#### Your assignment:
Output range, inclusive: from the line containing "str, value: String" to the line containing "Some((name, arg)) =>". Restate those lines from the data below word for word and only those.

#### Given data:

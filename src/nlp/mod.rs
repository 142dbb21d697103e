//! Rule-based query understanding: date phrases and keyword expansion

pub mod dates;
pub mod lexicon;
//! Axum web server exposing the search pipeline

use axum::{
    extract::State,
    http::StatusCode,
    response::{IntoResponse, Response},
    routing::{get, post},
    Json, Router,
};
use serde::Deserialize;
use std::net::SocketAddr;
use std::sync::Arc;
use tracing::{error, info};

use crate::core::clock::SystemClock;
use crate::core::config::Config;
use crate::core::error::Result;
use crate::llm::ChatClient;
use crate::search::response::ErrorResponse;
use crate::search::SearchService;
use crate::store::rest::RestStore;
use crate::store::types::Campus;
use crate::store::ItemStore;

#[derive(Clone)]
pub struct AppState {
    pub service: Arc<SearchService>,
}

#[derive(Debug, Deserialize)]
pub struct SearchRequest {
    pub message: String,
    pub campus: Campus,
}

/// Build the search service from configuration
///
/// The model client is optional: without an API key every query takes the
/// rule-based path, which is a fully functional degradation.
pub fn build_service(config: &Config) -> Arc<SearchService> {
    let store: Arc<dyn ItemStore> =
        Arc::new(RestStore::new(&config.store, Config::store_api_key()));

    let model = if config.model.enabled {
        match Config::model_api_key() {
            Some(key) => Some(ChatClient::new(&config.model, key)),
            None => {
                info!("no model API key configured, using rule-based interpretation only");
                None
            }
        }
    } else {
        None
    };

    Arc::new(SearchService::new(
        config,
        store,
        model,
        Arc::new(SystemClock),
    ))
}

pub fn router(state: AppState) -> Router {
    Router::new()
        .route("/search", post(api_search))
        .route("/health", get(api_health))
        .with_state(state)
}

/// Run the server until shutdown
pub async fn serve(config: &Config) -> Result<()> {
    let state = AppState {
        service: build_service(config),
    };
    let app = router(state);

    let addr = SocketAddr::from((config.server.host, config.server.port));
    info!(%addr, "findu search service listening");

    let listener = tokio::net::TcpListener::bind(addr).await?;
    axum::serve(listener, app).await?;

    Ok(())
}

async fn api_search(
    State(state): State<AppState>,
    Json(request): Json<SearchRequest>,
) -> Response {
    match state.service.search(&request.message, request.campus).await {
        Ok(response) => Json(response).into_response(),
        Err(e) => {
            error!(error = %e, query = %request.message, "search request failed");
            (
                StatusCode::INTERNAL_SERVER_ERROR,
                Json(ErrorResponse::internal(e.to_string())),
            )
                .into_response()
        }
    }
}

async fn api_health() -> Json<serde_json::Value> {
    Json(serde_json::json!({ "status": "ok" }))
}

#[cfg(test)]
mod tests {
    use super::*;

    #[test]
    fn test_search_request_parses_campus() {
        let body = r#"{"message": "저번주 아이폰", "campus": "신촌"}"#;
        let request: SearchRequest = serde_json::from_str(body).unwrap();
        assert_eq!(request.campus, Campus::Sinchon);

        // Unknown campus is rejected before the pipeline runs
        let bad = r#"{"message": "지갑", "campus": "서울"}"#;
        assert!(serde_json::from_str::<SearchRequest>(bad).is_err());
    }
}
//! Search orchestration
//!
//! Entry point for a search request: cache lookup, date resolution, query
//! interpretation, candidate fetch, matching, response assembly, cache
//! write-through. Owns the response cache and the collaborator handles;
//! there is no module-level mutable state.

use crate::cache::TimedCache;
use crate::core::clock::Clock;
use crate::core::config::Config;
use crate::core::error::Result;
use crate::llm::ChatClient;
use crate::nlp::dates;
use crate::query::router;
use crate::search::matcher;
use crate::search::response::{DateFilter, SearchInfo, SearchResponse};
use crate::store::types::{Campus, ItemStatus, Location};
use crate::store::ItemStore;
use std::sync::Arc;
use std::time::Instant;
use tracing::{debug, info, warn};

pub struct SearchService {
    store: Arc<dyn ItemStore>,
    model: Option<ChatClient>,
    cache: TimedCache<SearchResponse>,
    clock: Arc<dyn Clock>,
    utc_offset_hours: i32,
    item_limit: usize,
}

impl SearchService {
    pub fn new(
        config: &Config,
        store: Arc<dyn ItemStore>,
        model: Option<ChatClient>,
        clock: Arc<dyn Clock>,
    ) -> Self {
        Self {
            store,
            model,
            cache: TimedCache::new(
                config.cache.max_entries,
                config.cache.ttl_secs,
                clock.clone(),
            ),
            clock,
            utc_offset_hours: config.general.utc_offset_hours,
            item_limit: config.store.item_limit,
        }
    }

    /// Run a search request end to end
    pub async fn search(&self, message: &str, campus: Campus) -> Result<SearchResponse> {
        let start = Instant::now();
        let cache_key = format!("{}_{}", message.trim().to_lowercase(), campus);

        if let Some(cached) = self.cache.get(&cache_key) {
            info!(query = %message, %campus, "cache hit");
            return Ok(cached);
        }

        let today = self.clock.today(self.utc_offset_hours);
        let resolved = dates::resolve(message, today);
        debug!(
            query = %message,
            span = ?resolved.span,
            time_keywords = ?resolved.keywords,
            "date phrases resolved"
        );

        let interpretation =
            router::interpret(message, campus, &resolved, self.model.as_ref()).await;
        let query = &interpretation.query;

        let (location_ids, has_location_filter) = self.location_filter(campus, query).await;

        let items = self
            .store
            .list_items(&location_ids, ItemStatus::Active, resolved.span, self.item_limit)
            .await?;
        debug!(candidates = items.len(), "candidate items fetched");

        let outcome = matcher::match_items(&items, query);
        let exact_count = outcome.exact.len();
        let expanded_count = outcome.expanded.len();

        let response_message = matcher::compose_message(
            message,
            campus.as_str(),
            &query.time_keywords,
            exact_count,
            expanded_count,
        );

        let response = SearchResponse {
            message: response_message,
            items: outcome.combined(),
            search_info: SearchInfo {
                original: message.to_string(),
                campus: campus.to_string(),
                processing_mode: interpretation.mode,
                exact_keywords: query.exact_keywords.clone(),
                expanded_keywords: query.expanded_keywords.clone(),
                location_keywords: query.location_keywords.clone(),
                time_keywords: query.time_keywords.clone(),
                date_filter: DateFilter::from(&resolved),
                has_location_filter,
                exact_matches: exact_count,
                expanded_matches: expanded_count,
                total_results: exact_count + expanded_count,
            },
        };

        self.cache.put(cache_key, response.clone());

        info!(
            query = %message,
            %campus,
            mode = ?interpretation.mode,
            exact = exact_count,
            expanded = expanded_count,
            elapsed_ms = start.elapsed().as_secs_f64() * 1000.0,
            "search completed"
        );

        Ok(response)
    }

    /// Resolve the location-id filter for a campus
    ///
    /// Location keywords narrow the set by case-insensitive name
    /// containment; an over-specific guess that matches nothing falls back
    /// to the full campus set so a search never returns zero results by
    /// construction. A failed location fetch degrades to no filter at all.
    async fn location_filter(
        &self,
        campus: Campus,
        query: &crate::query::StructuredQuery,
    ) -> (Vec<String>, bool) {
        let locations = match self.store.list_locations(campus).await {
            Ok(locations) => locations,
            Err(e) => {
                warn!(error = %e, %campus, "location fetch failed, searching without location filter");
                return (Vec::new(), false);
            }
        };

        if !query.location_keywords.is_empty() {
            let matched: Vec<&Location> = locations
                .iter()
                .filter(|loc| {
                    let name = loc.name.to_lowercase();
                    query
                        .location_keywords
                        .iter()
                        .any(|keyword| name.contains(&keyword.to_lowercase()))
                })
                .collect();

            if !matched.is_empty() {
                return (matched.iter().map(|l| l.id.clone()).collect(), true);
            }
            debug!(
                keywords = ?query.location_keywords,
                "no location matched, falling back to full campus set"
            );
        }

        (locations.into_iter().map(|l| l.id).collect(), false)
    }
}
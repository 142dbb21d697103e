//! Chat-completion client for the query interpreter
//!
//! Talks to an OpenAI-compatible chat completions endpoint (Perplexity by
//! default). One short, non-streaming request per interpreted query; the
//! timeout is tight because the caller has a full rule-based fallback and
//! a slow model call is worse than no model call.

use crate::core::config::ModelConfig;
use crate::core::error::{Error, Result};
use reqwest::Client;
use serde::{Deserialize, Serialize};
use std::time::Duration;
use tracing::debug;

#[derive(Debug, Serialize)]
struct ChatRequest<'a> {
    model: &'a str,
    messages: Vec<ChatMessage<'a>>,
    temperature: f32,
    max_tokens: u32,
}

#[derive(Debug, Serialize)]
struct ChatMessage<'a> {
    role: &'a str,
    content: &'a str,
}

#[derive(Debug, Deserialize)]
struct ChatResponse {
    choices: Vec<Choice>,
}

#[derive(Debug, Deserialize)]
struct Choice {
    message: ChoiceMessage,
}

#[derive(Debug, Deserialize)]
struct ChoiceMessage {
    content: Option<String>,
}

pub struct ChatClient {
    client: Client,
    base_url: String,
    api_key: String,
    model: String,
    temperature: f32,
    max_tokens: u32,
}

impl ChatClient {
    pub fn new(config: &ModelConfig, api_key: String) -> Self {
        let client = Client::builder()
            .timeout(Duration::from_secs(config.timeout_secs))
            .build()
            .unwrap_or_else(|_| Client::new());

        Self {
            client,
            base_url: config.api_base.trim_end_matches('/').to_string(),
            api_key,
            model: config.model.clone(),
            temperature: config.temperature,
            max_tokens: config.max_tokens,
        }
    }

    /// Send a single system+user exchange, returning the completion text
    pub async fn complete(&self, system: &str, user_message: &str) -> Result<String> {
        let url = format!("{}/chat/completions", self.base_url);

        let request = ChatRequest {
            model: &self.model,
            messages: vec![
                ChatMessage {
                    role: "system",
                    content: system,
                },
                ChatMessage {
                    role: "user",
                    content: user_message,
                },
            ],
            temperature: self.temperature,
            max_tokens: self.max_tokens,
        };

        let res = self
            .client
            .post(&url)
            .header("Authorization", format!("Bearer {}", self.api_key))
            .json(&request)
            .send()
            .await
            .map_err(|e| self.transport_error(e))?;

        if !res.status().is_success() {
            let status = res.status();
            let body = res.text().await.unwrap_or_default();
            return Err(Error::ModelError {
                message: format!("Model API error: HTTP {} - {}", status, body),
            });
        }

        let response: ChatResponse = res.json().await.map_err(|e| Error::ModelError {
            message: format!("Failed to parse model response: {}", e),
        })?;

        let content = response
            .choices
            .into_iter()
            .next()
            .and_then(|c| c.message.content)
            .unwrap_or_default();

        debug!(chars = content.len(), "model completion received");
        Ok(content)
    }

    fn transport_error(&self, e: reqwest::Error) -> Error {
        if e.is_timeout() {
            Error::ModelError {
                message: format!("Model request timed out ({})", self.base_url),
            }
        } else {
            Error::ModelError {
                message: format!("Model request failed: {}", e),
            }
        }
    }
}

#[cfg(test)]
mod tests {
    use super::*;

    #[test]
    fn test_completion_content_extraction() {
        let body = r#"{
            "choices": [{"message": {"role": "assistant", "content": "{\"ok\":true}"}}]
        }"#;
        let parsed: ChatResponse = serde_json::from_str(body).unwrap();
        let content = parsed
            .choices
            .into_iter()
            .next()
            .and_then(|c| c.message.content)
            .unwrap();
        assert_eq!(content, "{\"ok\":true}");
    }

    #[test]
    fn test_empty_choices_yield_empty_content() {
        let parsed: ChatResponse = serde_json::from_str(r#"{"choices": []}"#).unwrap();
        let content = parsed
            .choices
            .into_iter()
            .next()
            .and_then(|c| c.message.content)
            .unwrap_or_default();
        assert!(content.is_empty());
    }
}
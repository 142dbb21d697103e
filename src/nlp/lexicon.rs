//! Keyword expansion tables
//!
//! Static synonym tables for building nicknames, colors, and item
//! categories. Loaded once; never mutated. Building nicknames are
//! campus-aware because the same nickname can resolve to different
//! buildings on different campuses.

use crate::store::types::Campus;
use once_cell::sync::Lazy;
use std::collections::HashMap;

/// Expansion output; both sets are deduplicated, first-seen order kept
#[derive(Debug, Clone, Default, PartialEq, Eq)]
pub struct Expansion {
    pub expanded_keywords: Vec<String>,
    pub location_keywords: Vec<String>,
}

/// Building nickname -> campus -> canonical building names
static BUILDING_NICKNAMES: Lazy<HashMap<&'static str, HashMap<Campus, Vec<&'static str>>>> =
    Lazy::new(|| {
        let mut map = HashMap::new();
        map.insert(
            "신중도",
            HashMap::from([(Campus::Sinchon, vec!["연세삼성학술정보관"])]),
        );
        map.insert(
            "중도",
            HashMap::from([
                (Campus::Sinchon, vec!["중앙도서관"]),
                (Campus::Songdo, vec!["언더우드 기념 도서관"]),
            ]),
        );
        map.insert(
            "언기도",
            HashMap::from([(Campus::Songdo, vec!["언더우드 기념 도서관"])]),
        );
        map.insert(
            "도서관",
            HashMap::from([
                (Campus::Sinchon, vec!["중앙도서관", "연세삼성학술정보관"]),
                (Campus::Songdo, vec!["언더우드 기념 도서관"]),
            ]),
        );
        map
    });

/// Color canonical -> variant spellings
static COLORS: Lazy<HashMap<&'static str, Vec<&'static str>>> = Lazy::new(|| {
    HashMap::from([
        ("검은색", vec!["검은", "검정", "블랙", "black"]),
        ("하얀색", vec!["흰", "흰색", "화이트", "white"]),
        ("빨간색", vec!["빨강", "레드", "red"]),
        ("파란색", vec!["파랑", "블루", "blue"]),
        ("노란색", vec!["노랑", "옐로우", "yellow"]),
        ("초록색", vec!["초록", "그린", "green"]),
    ])
});

/// Item category canonical -> variant names
static ITEM_CATEGORIES: Lazy<HashMap<&'static str, Vec<&'static str>>> = Lazy::new(|| {
    HashMap::from([
        ("휴대폰", vec!["핸드폰", "폰", "아이폰", "갤럭시", "스마트폰"]),
        ("지갑", vec!["wallet", "월렛", "카드지갑"]),
        ("우산", vec!["양산", "umbrella"]),
        ("가방", vec!["백팩", "책가방", "숄더백", "토트백"]),
        ("이어폰", vec!["에어팟", "헤드폰", "이어버드", "airpods"]),
        ("충전기", vec!["어댑터", "케이블", "선"]),
    ])
});

/// Expand query tokens into synonym and location sets for a campus
///
/// Matching rules:
/// - building nickname: exact token equality, resolved per campus;
/// - color: token equals the canonical or any variant;
/// - category: token equals a variant, or contains the canonical name
///   as a substring ("카드지갑" matches 지갑 by containment).
pub fn expand(tokens: &[String], campus: Campus) -> Expansion {
    let mut expanded = Vec::new();
    let mut locations = Vec::new();

    for token in tokens {
        if let Some(per_campus) = BUILDING_NICKNAMES.get(token.as_str()) {
            if let Some(buildings) = per_campus.get(&campus) {
                for building in buildings {
                    push_unique(&mut locations, building);
                    push_unique(&mut expanded, building);
                }
            }
        }
    }

    for token in tokens {
        for (canonical, variants) in COLORS.iter() {
            if token == canonical || variants.iter().any(|v| v == token) {
                push_unique(&mut expanded, canonical);
                for variant in variants {
                    push_unique(&mut expanded, variant);
                }
            }
        }
    }

    for token in tokens {
        for (canonical, variants) in ITEM_CATEGORIES.iter() {
            if variants.iter().any(|v| v == token) || token.contains(canonical) {
                push_unique(&mut expanded, canonical);
                for variant in variants {
                    push_unique(&mut expanded, variant);
                }
            }
        }
    }

    Expansion {
        expanded_keywords: expanded,
        location_keywords: locations,
    }
}

fn push_unique(set: &mut Vec<String>, value: &str) {
    if !set.iter().any(|existing| existing == value) {
        set.push(value.to_string());
    }
}

#[cfg(test)]
mod tests {
    use super::*;

    fn tokens(words: &[&str]) -> Vec<String> {
        words.iter().map(|w| w.to_string()).collect()
    }

    #[test]
    fn test_nickname_resolves_per_campus() {
        let sinchon = expand(&tokens(&["중도"]), Campus::Sinchon);
        assert_eq!(sinchon.location_keywords, vec!["중앙도서관"]);

        let songdo = expand(&tokens(&["중도"]), Campus::Songdo);
        assert_eq!(songdo.location_keywords, vec!["언더우드 기념 도서관"]);

        // 신중도 only exists on the Sinchon campus
        let missing = expand(&tokens(&["신중도"]), Campus::Songdo);
        assert!(missing.location_keywords.is_empty());
    }

    #[test]
    fn test_color_matches_canonical_and_variants() {
        let from_variant = expand(&tokens(&["블랙"]), Campus::Sinchon);
        assert!(from_variant.expanded_keywords.contains(&"검은색".to_string()));
        assert!(from_variant.expanded_keywords.contains(&"black".to_string()));

        let from_canonical = expand(&tokens(&["검은색"]), Campus::Sinchon);
        assert_eq!(
            from_canonical.expanded_keywords,
            from_variant.expanded_keywords
        );
    }

    #[test]
    fn test_category_matches_by_variant_or_containment() {
        let by_variant = expand(&tokens(&["에어팟"]), Campus::Sinchon);
        assert!(by_variant.expanded_keywords.contains(&"이어폰".to_string()));

        // "카드지갑" contains the canonical "지갑"
        let by_containment = expand(&tokens(&["카드지갑"]), Campus::Sinchon);
        assert!(by_containment.expanded_keywords.contains(&"지갑".to_string()));
        assert!(by_containment.expanded_keywords.contains(&"wallet".to_string()));
    }

    #[test]
    fn test_expansion_is_deduplicated() {
        // Both tokens expand to the same wallet set
        let expansion = expand(&tokens(&["지갑", "카드지갑"]), Campus::Sinchon);
        let wallets = expansion
            .expanded_keywords
            .iter()
            .filter(|k| *k == "지갑")
            .count();
        assert_eq!(wallets, 1);
    }

    #[test]
    fn test_expand_is_idempotent() {
        let input = tokens(&["중도", "블랙", "아이폰"]);
        let first = expand(&input, Campus::Sinchon);
        let second = expand(&input, Campus::Sinchon);
        assert_eq!(first, second);
    }

    #[test]
    fn test_unknown_tokens_expand_to_nothing() {
        let expansion = expand(&tokens(&["텀블러"]), Campus::Sinchon);
        assert!(expansion.expanded_keywords.is_empty());
        assert!(expansion.location_keywords.is_empty());
    }
}
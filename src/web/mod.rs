//! HTTP surface for the search service

pub mod server;
// Console commands - one line of user input per settings change
use crate::application::fetch_orchestrator::{SessionSnapshot, SettingsChange};
use crate::domain::model::MachineId;
use crate::domain::settings::AggregationOperator;
use thiserror::Error;

pub const HELP: &str = "\
commands:
  server <url>                       change the metrics server (reloads after 1s of quiet)
  product <name>|-                   select a product
  machine <id>|-                     select a machine
  operator median|min|max|quantile|- aggregation for clustered charts
  quantile <0..1>                    quantile used by the quantile operator
  preview on|off                     toggle the scrollbar preview in line charts
  reload                             fetch /info again
  status                             show the current selection
  quit";

#[derive(Debug, Clone, PartialEq)]
pub enum Command {
    Change(SettingsChange),
    Reload,
    Status,
    Help,
    Quit,
}

#[derive(Debug, Error, PartialEq)]
pub enum CommandError {
    #[error("unknown command: {0} (try `help`)")]
    Unknown(String),
    #[error("`{0}` needs an argument")]
    MissingArgument(&'static str),
    #[error("invalid {what}: {value}")]
    InvalidArgument { what: &'static str, value: String },
}

fn optional(arg: &str) -> Option<&str> {
    (arg != "-").then_some(arg)
}

pub fn parse_command(line: &str) -> Result<Command, CommandError> {
    let line = line.trim();
    let (name, arg) = match line.split_once(char::is_whitespace) {
        Some((name, arg)) => (name, arg.trim()),
        None => (line, ""),
    };

    let require = |name: &'static str| {
        if arg.is_empty() {
            Err(CommandError::MissingArgument(name))
        } else {
            Ok(arg)
        }
    };
    let invalid = |what: &'static str| CommandError::InvalidArgument {
        what,
        value: arg.to_string(),
    };

    let change = match name {
        "server" => SettingsChange::ServerUrl(require("server")?.trim_end_matches('/').to_string()),
        "product" => SettingsChange::Product(optional(require("product")?).map(str::to_string)),
        "machine" => {
            let machine = match optional(require("machine")?) {
                Some(id) => Some(id.parse::<MachineId>().map_err(|_| invalid("machine id"))?),
                None => None,
            };
            SettingsChange::Machine(machine)
        }
        "operator" => {
            let operator = match optional(require("operator")?) {
                Some(op) => Some(op.parse::<AggregationOperator>().map_err(|_| invalid("operator"))?),
                None => None,
            };
            SettingsChange::AggregationOperator(operator)
        }
        "quantile" => {
            let quantile: f64 = require("quantile")?.parse().map_err(|_| invalid("quantile"))?;
            if !(0.0..=1.0).contains(&quantile) {
                return Err(invalid("quantile"));
            }
            SettingsChange::Quantile(quantile)
        }
        "preview" => match require("preview")? {
            "on" => SettingsChange::ShowScrollbarXPreview(true),
            "off" => SettingsChange::ShowScrollbarXPreview(false),
            _ => return Err(invalid("preview option")),
        },
        "reload" => return Ok(Command::Reload),
        "status" => return Ok(Command::Status),
        "help" | "?" => return Ok(Command::Help),
        "quit" | "exit" => return Ok(Command::Quit),
        other => return Err(CommandError::Unknown(other.to_string())),
    };
    Ok(Command::Change(change))
}

pub fn format_status(snapshot: &SessionSnapshot) -> String {
    let settings = &snapshot.settings;
    let machines: Vec<String> = snapshot
        .machines
        .iter()
        .map(|m| {
            let marker = if Some(m.id) == settings.selected_machine { "*" } else { "" };
            if m.name.is_empty() {
                format!("{}{}", marker, m.id)
            } else {
                format!("{}{} ({})", marker, m.id, m.name)
            }
        })
        .collect();
    let operator = settings
        .aggregation_operator
        .map(|op| op.to_string())
        .unwrap_or_else(|| "-".to_string());

    format!(
        "server:   {}{}\nproducts: {}\nproduct:  {}\nmachines: {}\noperator: {} (quantile {})",
        settings.server_url,
        if snapshot.is_fetching {
            " (loading)"
        } else if snapshot.info_reload_pending {
            " (reload scheduled)"
        } else {
            ""
        },
        snapshot.products.join(", "),
        settings.product().unwrap_or("-"),
        machines.join(", "),
        operator,
        settings.quantile
    )
}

#### Solution to this task:
    InvalidArgument { what: &'static str, value: String },
}

fn optional(arg: &str) -> Option<&str> {
    (arg != "-").then_some(arg)
}

pub fn parse_command(line: &str) -> Result<Command, CommandError> {
    let line = line.trim();
    let (name, arg) = match line.split_once(char::is_whitespace) {
        Some((name, arg)) => (name, arg.trim()),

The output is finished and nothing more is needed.